State how many lines of the data below hold the string "retain", giving nothing but the number.

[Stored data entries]

########

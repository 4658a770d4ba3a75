//! 消息通道：持久、至少一次的点对点投递。
//!
//! 核心逻辑只依赖 `MessageChannel` 这组能力（发布、接收、确认、否认、死信），
//! 不关心背后是哪种 broker。`MemoryChannel` 是进程内实现：
//!
//! - 投递出去的消息在可见性超时内未确认，会被收回并重新投递；
//! - 每次重新投递都累加 `redelivery_count`；
//! - 重投次数超过上限的消息进入死信队列，不再投递。

use crate::config::QueueConfig;
use crate::error::{Error, Result};
use crate::recent::RecentSet;
use async_trait::async_trait;
use chunkq_common::{ChunkTask, FileId, Message};
use std::collections::{HashMap, VecDeque};
use std::sync::{Mutex, MutexGuard};
use tokio::sync::Notify;
use tokio::time::Instant;
use tracing::{debug, info, warn};

pub type DeliveryTag = u64;

/// 一次投递，worker 处理完后用 tag 确认或否认
#[derive(Debug, Clone, PartialEq, Eq)]
pub struct Delivery {
    pub tag: DeliveryTag,
    pub task: ChunkTask,
    /// 该消息已被重新投递的次数，首次投递为 0
    pub redelivery_count: u32,
}

#[derive(Debug, Clone, PartialEq, Eq)]
pub struct DeadLetter {
    pub task: ChunkTask,
    pub redelivery_count: u32,
    pub reason: String,
}

#[async_trait]
pub trait MessageChannel: Send + Sync {
    async fn publish(&self, task: ChunkTask) -> Result<()>;

    /// 等待下一条消息；通道关闭后返回 `Error::ChannelClosed`
    async fn receive(&self) -> Result<Delivery>;

    async fn ack(&self, tag: DeliveryTag) -> Result<()>;

    /// 否认并重新入队
    async fn nack(&self, tag: DeliveryTag) -> Result<()>;

    async fn dead_letter(&self, tag: DeliveryTag, reason: String) -> Result<()>;

    /// 等待下一条死信；通道关闭后返回 `Error::ChannelClosed`
    async fn receive_dead_letter(&self) -> Result<DeadLetter>;

    /// 尽力停止某个文件的投递，返回移除的消息数
    async fn purge_file(&self, file_id: FileId) -> Result<usize>;

    fn close(&self);
}

struct Envelope {
    file_id: FileId,
    body: String,
    redelivery_count: u32,
}

struct InFlight {
    envelope: Envelope,
    deadline: Instant,
}

/// 记住的已清除文件数量，更早的清除记录会被淘汰
pub const PURGED_FILES_CAPACITY: usize = 4096;

struct QueueState {
    ready: VecDeque<Envelope>,
    in_flight: HashMap<DeliveryTag, InFlight>,
    dead_letters: VecDeque<DeadLetter>,
    // 只保留最近清除的文件，淘汰之后该文件的迟到消息会重新被接受
    purged: RecentSet<FileId>,
    next_tag: DeliveryTag,
    closed: bool,
}

impl Default for QueueState {
    fn default() -> Self {
        Self {
            ready: VecDeque::new(),
            in_flight: HashMap::new(),
            dead_letters: VecDeque::new(),
            purged: RecentSet::new(PURGED_FILES_CAPACITY),
            next_tag: 0,
            closed: false,
        }
    }
}

pub struct MemoryChannel {
    queue: QueueConfig,
    state: Mutex<QueueState>,
    ready_notify: Notify,
    dead_notify: Notify,
}

impl MemoryChannel {
    /// 按队列声明创建通道
    pub fn declare(queue: &QueueConfig) -> Self {
        info!(
            queue = %queue.name,
            durable = queue.durable,
            redelivery_limit = queue.redelivery_limit,
            visibility_timeout_secs = queue.visibility_timeout_secs,
            "声明队列"
        );
        Self {
            queue: queue.clone(),
            state: Mutex::new(QueueState::default()),
            ready_notify: Notify::new(),
            dead_notify: Notify::new(),
        }
    }

    pub fn queue(&self) -> &QueueConfig {
        &self.queue
    }

    pub fn ready_len(&self) -> usize {
        self.lock().ready.len()
    }

    pub fn in_flight_len(&self) -> usize {
        self.lock().in_flight.len()
    }

    pub fn dead_letter_len(&self) -> usize {
        self.lock().dead_letters.len()
    }

    /// 当前排队中的任务（不含已投递未确认的）
    pub fn ready_tasks(&self) -> Vec<ChunkTask> {
        self.lock()
            .ready
            .iter()
            .filter_map(|env| decode(&env.body).ok())
            .collect()
    }

    fn lock(&self) -> MutexGuard<'_, QueueState> {
        // 临界区内不会 panic，中毒时直接沿用内部状态
        self.state.lock().unwrap_or_else(|e| e.into_inner())
    }

    /// 重新入队，超过重投上限则转入死信。返回是否产生了死信
    fn requeue(&self, state: &mut QueueState, mut envelope: Envelope, reason: &str) -> bool {
        if state.purged.contains(&envelope.file_id) {
            debug!(file_id = %envelope.file_id, "文件已清除，丢弃重投消息");
            return false;
        }
        envelope.redelivery_count += 1;
        if envelope.redelivery_count > self.queue.redelivery_limit {
            match decode(&envelope.body) {
                Ok(task) => {
                    warn!(
                        file_id = %task.file_id,
                        chunk_index = task.chunk_index,
                        redelivery_count = envelope.redelivery_count,
                        "超过重投上限，转入死信"
                    );
                    state.dead_letters.push_back(DeadLetter {
                        task,
                        redelivery_count: envelope.redelivery_count,
                        reason: format!("{reason}，且超过重投上限 {}", self.queue.redelivery_limit),
                    });
                    return true;
                }
                Err(e) => {
                    warn!(error = %e, "无法解析的消息，丢弃");
                    return false;
                }
            }
        }
        state.ready.push_back(envelope);
        false
    }

    /// 收回可见性超时的投递
    fn reclaim_expired(&self, state: &mut QueueState, now: Instant) -> bool {
        let expired: Vec<DeliveryTag> = state
            .in_flight
            .iter()
            .filter(|(_, f)| f.deadline <= now)
            .map(|(tag, _)| *tag)
            .collect();

        let mut dead_lettered = false;
        for tag in expired {
            if let Some(in_flight) = state.in_flight.remove(&tag) {
                debug!(tag, file_id = %in_flight.envelope.file_id, "投递超时未确认，重新入队");
                dead_lettered |= self.requeue(state, in_flight.envelope, "可见性超时未确认");
            }
        }
        dead_lettered
    }
}

fn decode(body: &str) -> Result<ChunkTask> {
    match Message::from_json(body)? {
        Message::Task(task) => Ok(task),
        other => Err(Error::InvalidInput(format!("队列中出现非任务消息: {other:?}"))),
    }
}

#[async_trait]
impl MessageChannel for MemoryChannel {
    async fn publish(&self, task: ChunkTask) -> Result<()> {
        let file_id = task.file_id;
        let body = Message::from(task).to_json()?;
        {
            let mut state = self.lock();
            if state.closed {
                return Err(Error::ChannelClosed);
            }
            if state.purged.contains(&file_id) {
                debug!(%file_id, "文件已清除，忽略发布");
                return Ok(());
            }
            state.ready.push_back(Envelope {
                file_id,
                body,
                redelivery_count: 0,
            });
        }
        self.ready_notify.notify_waiters();
        Ok(())
    }

    async fn receive(&self) -> Result<Delivery> {
        loop {
            // 先登记等待，再检查队列，避免错过唤醒
            let notified = self.ready_notify.notified();
            tokio::pin!(notified);
            notified.as_mut().enable();

            let (next_deadline, dead_lettered) = {
                let mut state = self.lock();
                if state.closed {
                    return Err(Error::ChannelClosed);
                }
                let now = Instant::now();
                let dead_lettered = self.reclaim_expired(&mut state, now);

                let mut delivered = None;
                while let Some(envelope) = state.ready.pop_front() {
                    match decode(&envelope.body) {
                        Ok(task) => {
                            let tag = state.next_tag;
                            state.next_tag += 1;
                            let redelivery_count = envelope.redelivery_count;
                            state.in_flight.insert(
                                tag,
                                InFlight {
                                    envelope,
                                    deadline: now + self.queue.visibility_timeout(),
                                },
                            );
                            delivered = Some(Delivery {
                                tag,
                                task,
                                redelivery_count,
                            });
                            break;
                        }
                        Err(e) => warn!(error = %e, "无法解析的消息，丢弃"),
                    }
                }

                if let Some(delivery) = delivered {
                    drop(state);
                    if dead_lettered {
                        self.dead_notify.notify_waiters();
                    }
                    return Ok(delivery);
                }

                let next_deadline = state.in_flight.values().map(|f| f.deadline).min();
                (next_deadline, dead_lettered)
            };

            if dead_lettered {
                self.dead_notify.notify_waiters();
            }

            match next_deadline {
                Some(deadline) => {
                    tokio::select! {
                        _ = &mut notified => {}
                        _ = tokio::time::sleep_until(deadline) => {}
                    }
                }
                None => notified.await,
            }
        }
    }

    async fn ack(&self, tag: DeliveryTag) -> Result<()> {
        if self.lock().in_flight.remove(&tag).is_none() {
            // 超时后已被收回，新的投递会再次处理
            debug!(tag, "确认了已失效的投递");
        }
        Ok(())
    }

    async fn nack(&self, tag: DeliveryTag) -> Result<()> {
        let dead_lettered = {
            let mut state = self.lock();
            match state.in_flight.remove(&tag) {
                Some(in_flight) => self.requeue(&mut state, in_flight.envelope, "处理失败"),
                None => {
                    debug!(tag, "否认了已失效的投递");
                    return Ok(());
                }
            }
        };
        self.ready_notify.notify_waiters();
        if dead_lettered {
            self.dead_notify.notify_waiters();
        }
        Ok(())
    }

    async fn dead_letter(&self, tag: DeliveryTag, reason: String) -> Result<()> {
        {
            let mut state = self.lock();
            let Some(in_flight) = state.in_flight.remove(&tag) else {
                debug!(tag, "死信了已失效的投递");
                return Ok(());
            };
            if state.purged.contains(&in_flight.envelope.file_id) {
                return Ok(());
            }
            let task = decode(&in_flight.envelope.body)?;
            state.dead_letters.push_back(DeadLetter {
                task,
                redelivery_count: in_flight.envelope.redelivery_count,
                reason,
            });
        }
        self.dead_notify.notify_waiters();
        Ok(())
    }

    async fn receive_dead_letter(&self) -> Result<DeadLetter> {
        loop {
            let notified = self.dead_notify.notified();
            tokio::pin!(notified);
            notified.as_mut().enable();

            {
                let mut state = self.lock();
                if let Some(dead_letter) = state.dead_letters.pop_front() {
                    return Ok(dead_letter);
                }
                if state.closed {
                    return Err(Error::ChannelClosed);
                }
            }

            notified.await;
        }
    }

    async fn purge_file(&self, file_id: FileId) -> Result<usize> {
        let mut state = self.lock();
        if let Some(evicted) = state.purged.insert(file_id) {
            debug!(file_id = %evicted, "清除记录已淘汰");
        }

        let before = state.ready.len() + state.dead_letters.len();
        state.ready.retain(|env| env.file_id != file_id);
        state.dead_letters.retain(|dl| dl.task.file_id != file_id);
        let removed = before - state.ready.len() - state.dead_letters.len();

        info!(%file_id, removed, "已清除文件的待投递消息");
        Ok(removed)
    }

    fn close(&self) {
        self.lock().closed = true;
        self.ready_notify.notify_waiters();
        self.dead_notify.notify_waiters();
    }
}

########

* Finished task *
2